AMP-Activated Protein Kinase Prevents Palmitate-Induced ER Stress and Lipotoxicity in Retinal Pericytes
Abstract Number: 1009-P
Authors: JOSE M. CACICEDO, TAKESHI ADACHI, NEIL B. RUDERMAN, YASUO IDO
Institutions: Boston, MA
Results: The recent FIELD study has implicated a role for lipids in the progression and severity of diabetic retinopathy (DR). Additionally, the main drug tested in the study, fenofibrate, an activator of AMP-activated protein kinase (AMPK), was suggested to have effects on the retina independent of its lipid lowering action. Endoplasmic reticulum (ER) stress can be caused by excess lipids and has recently been implicated in the etiology of early DR. Thus, in this study we examine the role of lipids, mainly free fatty acids (FFA), on ER stress in retinal pericytes (PC), the first cell to die in the course of DR. The role of AMPK is also assessed.

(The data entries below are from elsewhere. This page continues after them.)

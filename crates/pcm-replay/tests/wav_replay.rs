use std::io::{Cursor, Write};
use std::path::{Path, PathBuf};
use std::sync::atomic::{AtomicBool, Ordering};
use std::sync::{Arc, Mutex};

use hound::{SampleFormat, WavSpec, WavWriter};
use pcm_replay::{
    ChannelSink, EndReason, FrameSource, ManualClock, PlaybackSession, ReplayConfig, ReplayError,
    SessionOptions, SessionState, Sink, SinkError, SinkEvent, StreamLabels, WavSource, WireSink,
};
use replay_proto::{FrameKind, StreamInfo};
use tempfile::TempDir;

fn int_spec(channels: u16, rate: u32, bits: u16) -> WavSpec {
    WavSpec {
        channels,
        sample_rate: rate,
        bits_per_sample: bits,
        sample_format: SampleFormat::Int,
    }
}

fn write_wav<S: hound::Sample + Copy>(
    dir: &TempDir,
    name: &str,
    spec: WavSpec,
    samples: &[S],
) -> PathBuf {
    let path = dir.path().join(name);
    let mut writer = WavWriter::create(&path, spec).unwrap();
    for &s in samples {
        writer.write_sample(s).unwrap();
    }
    writer.finalize().unwrap();
    path
}

fn replay(path: &Path, chunk: usize) -> (Vec<SinkEvent>, pcm_replay::SessionReport) {
    let source = WavSource::open(path).unwrap();
    let (sink, rx) = ChannelSink::bounded(1 << 16);
    let config = ReplayConfig {
        chunk_frames: chunk,
        ..ReplayConfig::default()
    };
    let report = PlaybackSession::open(
        Box::new(source),
        sink,
        config,
        ManualClock::new(),
        SessionOptions::default(),
    )
    .unwrap()
    .run()
    .unwrap();
    (rx.try_iter().collect(), report)
}

fn frames(events: &[SinkEvent]) -> Vec<Vec<f32>> {
    events
        .iter()
        .filter_map(|e| match e {
            SinkEvent::Frame(f) => Some(f.clone()),
            _ => None,
        })
        .collect()
}

#[test]
fn s16_stereo_file_replays_every_frame() {
    let dir = TempDir::new().unwrap();
    let samples: Vec<i16> = (0..1_500i32)
        .flat_map(|i| [(i * 7) as i16, -((i * 7) as i16)])
        .collect();
    let path = write_wav(&dir, "s16.wav", int_spec(2, 44_100, 16), &samples);

    let source = WavSource::open(&path).unwrap();
    assert_eq!(source.frame_count(), Some(1_500));
    assert_eq!(source.channel_count(), 2);
    assert_eq!(source.bit_depth(), 16);
    drop(source);

    let (events, report) = replay(&path, 256);
    assert_eq!(report.state, SessionState::Stopped);
    assert_eq!(report.end, EndReason::EndOfStream);
    assert_eq!(report.frames_emitted, 1_500);

    match &events[0] {
        SinkEvent::Opened(info) => {
            assert_eq!(info.channel_count, 2);
            assert_eq!(info.nominal_srate, 44_100);
            assert_eq!(info.frame_count, Some(1_500));
            assert!(info.source_id.starts_with("pcm_file_"));
            assert!(info.source_id.ends_with("s16.wav"));
        }
        other => panic!("expected metadata first, got {other:?}"),
    }

    let got = frames(&events);
    assert_eq!(got.len(), 1_500);
    for (i, frame) in got.iter().enumerate() {
        let v = (i as i32 * 7) as i16;
        assert_eq!(frame, &vec![v as f32 / 32_768.0, -(v as f32) / 32_768.0]);
    }
}

#[test]
fn u8_mono_edges() {
    let dir = TempDir::new().unwrap();
    // Stored unsigned on disk: -128 -> 0, 0 -> 128, 127 -> 255.
    let path = write_wav(&dir, "u8.wav", int_spec(1, 8_000, 8), &[-128i8, 0, 127]);
    let (events, _) = replay(&path, 2);
    assert_eq!(
        frames(&events),
        vec![vec![-1.0], vec![0.0], vec![255.0 / 128.0 - 1.0]]
    );
}

#[test]
fn s24_stereo_edges() {
    let dir = TempDir::new().unwrap();
    let path = write_wav(
        &dir,
        "s24.wav",
        int_spec(2, 48_000, 24),
        &[-8_388_608i32, 8_388_607, -1, 4_194_304],
    );
    let (events, report) = replay(&path, 1);
    assert_eq!(report.frames_emitted, 2);
    assert_eq!(
        frames(&events),
        vec![
            vec![-1.0, 8_388_607.0 / 8_388_608.0],
            vec![-1.0 / 8_388_608.0, 0.5],
        ]
    );
}

#[test]
fn s32_mono_edges() {
    let dir = TempDir::new().unwrap();
    let path = write_wav(&dir, "s32.wav", int_spec(1, 16_000, 32), &[i32::MIN, 0, 1 << 30]);
    let (events, _) = replay(&path, 4);
    assert_eq!(frames(&events), vec![vec![-1.0], vec![0.0], vec![0.5]]);
}

#[test]
fn float_wav_is_rejected_at_open() {
    let dir = TempDir::new().unwrap();
    let spec = WavSpec {
        channels: 1,
        sample_rate: 8_000,
        bits_per_sample: 32,
        sample_format: SampleFormat::Float,
    };
    let path = write_wav(&dir, "f32.wav", spec, &[0.25f32, -0.25]);
    let err = WavSource::open(&path).err().unwrap();
    assert!(matches!(err, ReplayError::UnsupportedFormat(_)));
}

/// Mono integer PCM WAV with an arbitrary declared depth, which hound refuses to write.
fn write_pcm_wav_header(dir: &TempDir, name: &str, bits: u16, data: &[u8]) -> PathBuf {
    let block_align = bits.div_ceil(8);
    let mut b = Vec::new();
    b.extend_from_slice(b"RIFF");
    b.extend_from_slice(&(36 + data.len() as u32).to_le_bytes());
    b.extend_from_slice(b"WAVE");
    b.extend_from_slice(b"fmt ");
    b.extend_from_slice(&16u32.to_le_bytes());
    b.extend_from_slice(&1u16.to_le_bytes());
    b.extend_from_slice(&1u16.to_le_bytes());
    b.extend_from_slice(&16_000u32.to_le_bytes());
    b.extend_from_slice(&(16_000 * u32::from(block_align)).to_le_bytes());
    b.extend_from_slice(&block_align.to_le_bytes());
    b.extend_from_slice(&bits.to_le_bytes());
    b.extend_from_slice(b"data");
    b.extend_from_slice(&(data.len() as u32).to_le_bytes());
    b.extend_from_slice(data);

    let path = dir.path().join(name);
    std::fs::write(&path, b).unwrap();
    path
}

#[test]
fn twelve_bit_wav_is_unsupported_at_open() {
    let dir = TempDir::new().unwrap();
    let path = write_pcm_wav_header(&dir, "s12.wav", 12, &[0x10, 0x00, 0xF0, 0xFF]);
    let err = WavSource::open(&path).err().unwrap();
    assert!(matches!(err, ReplayError::UnsupportedFormat(_)));
    assert!(err.to_string().contains("bit depth 12"));
}

#[test]
fn missing_file_is_reported() {
    let dir = TempDir::new().unwrap();
    let err = WavSource::open(&dir.path().join("nope.wav")).err().unwrap();
    assert!(matches!(err, ReplayError::SourceOpen { .. }));
}

/// Forwards to a channel and raises `cancel` once `limit` frames went through.
struct StopAfter {
    inner: ChannelSink,
    cancel: Arc<AtomicBool>,
    limit: usize,
    seen: usize,
}

impl Sink for StopAfter {
    fn open(&mut self, info: &StreamInfo) -> Result<(), SinkError> {
        self.inner.open(info)
    }

    fn push_frame(&mut self, frame: &[f32]) -> Result<(), SinkError> {
        self.seen += 1;
        if self.seen >= self.limit {
            self.cancel.store(true, Ordering::Relaxed);
        }
        self.inner.push_frame(frame)
    }

    fn begin_pass(&mut self) -> Result<(), SinkError> {
        self.inner.begin_pass()
    }

    fn close(&mut self) {
        self.inner.close()
    }
}

#[test]
fn looping_wav_restarts_bit_exact() {
    let dir = TempDir::new().unwrap();
    let samples: Vec<i16> = (1..=100i16).flat_map(|i| [i, i * 3]).collect();
    let path = write_wav(&dir, "loop.wav", int_spec(2, 22_050, 16), &samples);

    let cancel = Arc::new(AtomicBool::new(false));
    let (inner, rx) = ChannelSink::bounded(1 << 12);
    let sink = StopAfter {
        inner,
        cancel: cancel.clone(),
        limit: 250,
        seen: 0,
    };
    let config = ReplayConfig {
        chunk_frames: 32,
        loop_playback: true,
        max_catchup_chunks: None,
    };
    let options = SessionOptions {
        cancel: Some(cancel),
        ..SessionOptions::default()
    };
    let report = PlaybackSession::open(
        Box::new(WavSource::open(&path).unwrap()),
        sink,
        config,
        ManualClock::new(),
        options,
    )
    .unwrap()
    .run()
    .unwrap();

    assert_eq!(report.end, EndReason::Interrupted);
    assert_eq!(report.passes, 3);

    let events: Vec<SinkEvent> = rx.try_iter().collect();
    let pass_starts = events.iter().filter(|e| **e == SinkEvent::PassStart).count();
    assert_eq!(pass_starts, 2);

    // The chunk holding the 250th frame completes before the stop is seen.
    let got = frames(&events);
    assert!(got.len() >= 250);
    assert_eq!(got[100], got[0]);
    assert_eq!(got[200], got[0]);
    assert_eq!(got[199], got[99]);
    assert_eq!(got[0], vec![1.0 / 32_768.0, 3.0 / 32_768.0]);
}

/// `Write` handle over a buffer the test keeps after the session took the sink.
#[derive(Clone, Default)]
struct SharedBuf(Arc<Mutex<Vec<u8>>>);

impl Write for SharedBuf {
    fn write(&mut self, buf: &[u8]) -> std::io::Result<usize> {
        self.0.lock().unwrap().extend_from_slice(buf);
        Ok(buf.len())
    }

    fn flush(&mut self) -> std::io::Result<()> {
        Ok(())
    }
}

#[test]
fn wire_sink_stream_round_trip() {
    let dir = TempDir::new().unwrap();
    let samples: Vec<i16> = (0..10i16).flat_map(|i| [i * 100, -i * 100]).collect();
    let path = write_wav(&dir, "wire.wav", int_spec(2, 44_100, 16), &samples);

    let buf = SharedBuf::default();
    let options = SessionOptions {
        labels: StreamLabels {
            name: "take".into(),
            kind: "audio".into(),
        },
        ..SessionOptions::default()
    };
    let config = ReplayConfig {
        chunk_frames: 4,
        ..ReplayConfig::default()
    };
    PlaybackSession::open(
        Box::new(WavSource::open(&path).unwrap()),
        WireSink::new(buf.clone()),
        config,
        ManualClock::new(),
        options,
    )
    .unwrap()
    .run()
    .unwrap();

    let bytes = buf.0.lock().unwrap().clone();
    let mut cur = Cursor::new(bytes);
    replay_proto::read_prelude(&mut cur).unwrap();

    let (kind, payload) = replay_proto::read_frame(&mut cur).unwrap();
    assert_eq!(kind, FrameKind::StreamInfo);
    let info = replay_proto::decode_stream_info(&payload).unwrap();
    assert_eq!(info.name, "take");

    let mut decoded = Vec::new();
    let mut sample_frames = 0;
    loop {
        let (kind, payload) = replay_proto::read_frame(&mut cur).unwrap();
        match kind {
            FrameKind::Samples => {
                sample_frames += 1;
                replay_proto::decode_samples(&payload, 2, &mut decoded).unwrap();
            }
            FrameKind::End => break,
            other => panic!("unexpected frame {other:?}"),
        }
    }
    // 10 frames in chunks of 4: 4 + 4 + 2.
    assert_eq!(sample_frames, 3);
    assert_eq!(decoded.len(), 20);
    assert_eq!(decoded[2], 100.0 / 32_768.0);
    assert_eq!(decoded[3], -100.0 / 32_768.0);
}
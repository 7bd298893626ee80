use serde::{Deserialize, Serialize};

/// Sample format carried on the wire; sources are always normalized to `f32`.
pub const CHANNEL_FORMAT_FLOAT32: &str = "float32";

const MANUFACTURER: &str = "PCM Replay";

/// Per-channel descriptive metadata.
#[derive(Clone, Debug, Serialize, Deserialize, PartialEq, Eq)]
pub struct ChannelInfo {
    pub label: String,
}

/// Out-of-band description of a replayed stream, sent once before any samples.
#[derive(Clone, Debug, Serialize, Deserialize, PartialEq)]
pub struct StreamInfo {
    /// Stream name, e.g. `audio`.
    pub name: String,
    /// Category label of the stream.
    #[serde(rename = "type")]
    pub kind: String,
    pub channel_count: u16,
    /// Nominal frame rate in Hz.
    pub nominal_srate: u32,
    pub channel_format: String,
    /// Stable identifier of the producing source.
    pub source_id: String,
    pub manufacturer: String,
    pub channels: Vec<ChannelInfo>,
    /// Total frames per pass, when the source knows it.
    #[serde(default)]
    pub frame_count: Option<u64>,
}

impl StreamInfo {
    pub fn new(
        name: impl Into<String>,
        kind: impl Into<String>,
        channel_count: u16,
        nominal_srate: u32,
        source_id: impl Into<String>,
    ) -> Self {
        Self {
            name: name.into(),
            kind: kind.into(),
            channel_count,
            nominal_srate,
            channel_format: CHANNEL_FORMAT_FLOAT32.to_string(),
            source_id: source_id.into(),
            manufacturer: MANUFACTURER.to_string(),
            channels: Self::channel_labels(channel_count)
                .into_iter()
                .map(|label| ChannelInfo { label })
                .collect(),
            frame_count: None,
        }
    }

    pub fn with_frame_count(mut self, frame_count: Option<u64>) -> Self {
        self.frame_count = frame_count;
        self
    }

    /// Labels for `count` channels: `mono`, `left`/`right`, or `channel1..channelN`.
    pub fn channel_labels(count: u16) -> Vec<String> {
        match count {
            1 => vec!["mono".to_string()],
            2 => vec!["left".to_string(), "right".to_string()],
            n => (1..=n).map(|c| format!("channel{c}")).collect(),
        }
    }

    /// Interleaved samples per frame.
    pub fn frame_width(&self) -> usize {
        self.channel_count as usize
    }
}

We have previously shown that modestly elevated levels of the saturated fatty acid (FA) palmitate, but not the monounsaturated FA oleate, induces apoptosis in cultured bovine PC. Here we demonstrate that PCs incubated with palmitate for 24h experience ER stress as witnessed by significant increases in the ER stress markers BiP (an ER chaperone protein) and CHOP (the ER stress death effector) at both the mRNA and protein levels. We also found large reductions in the activity and protein levels of sarco-/ER Ca2+-ATPase (SERCA), an enzyme that regulates ER Ca2+ homeostasis. This observation is the likely explanation for the ER stress as disturbances in intracellular Ca2+ are a common cause. To determine whether ER stress is involved in the apoptotic response, calreticulin, an ER chaperone protein that protects against ER stress-induced apoptosis, was overexpressed. Calreticulin significantly prevented palmitate-induced apoptosis suggesting that ER stress plays an active role. Lastly, activation of AMPK was tested to see whether it could prevent the adverse effects of palmitate. Co-incubation of cells with the AMPK activator AICAR or, where used, expression of a constitutively active AMPK, prevented palmitate-induced increases in the ER stress markers, the decrease in SERCA activity and protein levels, and most importantly apoptosis itself. This data suggests that pharmacological intervention with AMPK activators may warrant consideration for the prevention and treatment of microvascular abnormalities in the diabetic retina.